Par ailleurs, ça se lit bien, mais j’ai trouvé le style un peu artificiel par moment, avec des adjectifs mis parce qu’il faut mettre des adjectifs, et des tournures ou mots surannés qui reviennent de façon un peu forcée.

Numero Zero, d’Umberto Eco

Roman italien de 2015. L’action se passe dans les années 90s. Le narrateur est recruté pour participer à la fondation d’un journal financé par un homme d’affaires. Il s’agit sur la première année de produire douze numéro zéro, des maquettes montrant ce que le journal pourra être. Mais c’est un jeu de dupes : le rédacteur en chef prévient que l’homme d’affaires n’a pas l’intention de lancer le journal à terme, ces numéros zéro écrits a posteriori des événements doivent juste le placer en position de force (en démontrant le pouvoir de nuisance du journal) pour échanger l’abandon du journal contre une entrée au capital de telle ou telle société.

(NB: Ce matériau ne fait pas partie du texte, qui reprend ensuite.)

use clap::builder::RangedU64ValueParser;
use clap::{Parser, ValueEnum};

use std::path::PathBuf;
use std::time::Duration;

use crate::blockchain::verification::MAX_DIFFICULTY;
use crate::blockchain::LedgerConfig;

/// Where the ledger record lives
#[derive(Debug, Clone, Copy, PartialEq, Eq, ValueEnum)]
pub enum StorageBackend {
    /// Three-line text record per node
    File,
    /// sled database, one tree per node
    Sled,
}

/// Node settings, from flags or `LEDGER_*` environment variables
#[derive(Debug, Clone, Parser)]
#[command(author, version, about = "Proof-of-work ledger node")]
pub struct NodeConfig {
    /// Address to bind the HTTP API to
    #[arg(long, env = "LEDGER_HOST", default_value = "127.0.0.1")]
    pub host: String,

    /// Port to bind the HTTP API to
    #[arg(short, long, env = "LEDGER_PORT", default_value_t = 5000)]
    pub port: u16,

    /// Discriminator for this node's files; defaults to the port
    #[arg(long, env = "LEDGER_NODE_ID")]
    pub node_id: Option<String>,

    /// Directory for the ledger record and wallet
    #[arg(long, env = "LEDGER_DATA_DIR", default_value = "data")]
    pub data_dir: PathBuf,

    #[arg(long, env = "LEDGER_STORAGE", value_enum, default_value_t = StorageBackend::File)]
    pub storage: StorageBackend,

    /// Leading zero hex digits a proof digest must have, at most 64
    #[arg(
        long,
        env = "LEDGER_DIFFICULTY",
        default_value_t = 2,
        value_parser = RangedU64ValueParser::<usize>::new().range(0..=MAX_DIFFICULTY as u64)
    )]
    pub difficulty: usize,

    /// Amount credited to the miner of each block
    #[arg(long, env = "LEDGER_MINING_REWARD", default_value_t = 10.0)]
    pub mining_reward: f64,

    /// Per-request timeout when talking to peers
    #[arg(long, env = "LEDGER_PEER_TIMEOUT_SECS", default_value_t = 5)]
    pub peer_timeout_secs: u64,
}

impl NodeConfig {
    pub fn node_id(&self) -> String {
        self.node_id
            .clone()
            .unwrap_or_else(|| self.port.to_string())
    }

    pub fn ledger_config(&self) -> LedgerConfig {
        LedgerConfig {
            difficulty: self.difficulty,
            mining_reward: self.mining_reward,
        }
    }

    pub fn peer_timeout(&self) -> Duration {
        Duration::from_secs(self.peer_timeout_secs)
    }

    pub fn wallet_path(&self) -> PathBuf {
        self.data_dir.join(format!("wallet-{}.txt", self.node_id()))
    }

    pub fn sled_path(&self) -> PathBuf {
        self.data_dir.join("sled")
    }
}

#[cfg(test)]
mod tests {
    use super::*;
    use clap::{CommandFactory, FromArgMatches};

    /// Parses flags only, ignoring any `LEDGER_*` variables in the environment
    fn parse(args: &[&str]) -> Result<NodeConfig, clap::Error> {
        let matches = NodeConfig::command()
            .mut_args(|arg| arg.env(None::<&'static str>))
            .try_get_matches_from(args)?;
        NodeConfig::from_arg_matches(&matches)
    }

    #[test]
    fn test_defaults() {
        let config = parse(&["pow_ledger"]).unwrap();

        assert_eq!(config.port, 5000);
        assert_eq!(config.node_id(), "5000");
        assert_eq!(config.storage, StorageBackend::File);
        assert_eq!(config.ledger_config(), LedgerConfig::default());
        assert_eq!(config.peer_timeout(), Duration::from_secs(5));
        assert_eq!(config.wallet_path(), PathBuf::from("data/wallet-5000.txt"));
    }

    #[test]
    fn test_overrides() {
        let config = parse(&[
            "pow_ledger",
            "--port",
            "5001",
            "--node-id",
            "alpha",
            "--storage",
            "sled",
            "--difficulty",
            "3",
            "--mining-reward",
            "25",
        ])
        .unwrap();

        assert_eq!(config.node_id(), "alpha");
        assert_eq!(config.storage, StorageBackend::Sled);
        assert_eq!(
            config.ledger_config(),
            LedgerConfig {
                difficulty: 3,
                mining_reward: 25.0,
            }
        );
    }

    #[test]
    fn test_rejects_unknown_backend() {
        let result = parse(&["pow_ledger", "--storage", "postgres"]);
        assert!(result.is_err());
    }

    #[test]
    fn test_difficulty_is_bounded_by_digest_length() {
        assert_eq!(parse(&["pow_ledger", "--difficulty", "64"]).unwrap().difficulty, 64);
        assert!(parse(&["pow_ledger", "--difficulty", "65"]).is_err());
    }
}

On va suivre en parallèle la construction du premier numéro zéro, qui se fait de compromission en compromission – il ne faut pas toucher aux intérêts de l’homme d’affaires, mais par contre les ragots ça fait vendre, on n’a pas de temps pour de l’enquête de fonds mais on peut repackager ce qui a été écrit dans d’autres titres… – et la théorie d’un des collègues du narrateur qui en se plongeant dans les archives historiques, échafaude l’idée que Mussolini n’est pas mort à la fin de la guerre mais s’est caché au Vatican ou en Amérique latine et qu’un coup d’état appuyé par les services secrets a failli le ramener au pouvoir…

Ça se lit vite, mais je n’ai pas été très convaincu. Disons que le côté « la presse privée c’est pas bien », en 2023 je suis assez convaincu, et en plus là le portrait en est sacrément caricatural donc on a du mal à y croire vraiment. Côté théorie du complot c’est intéressant mais il n’y a pas assez de place pour développer dans un court roman qui traite aussi d’autres thèmes. Je recommande plutôt Le Pendule de Foucault du même auteur.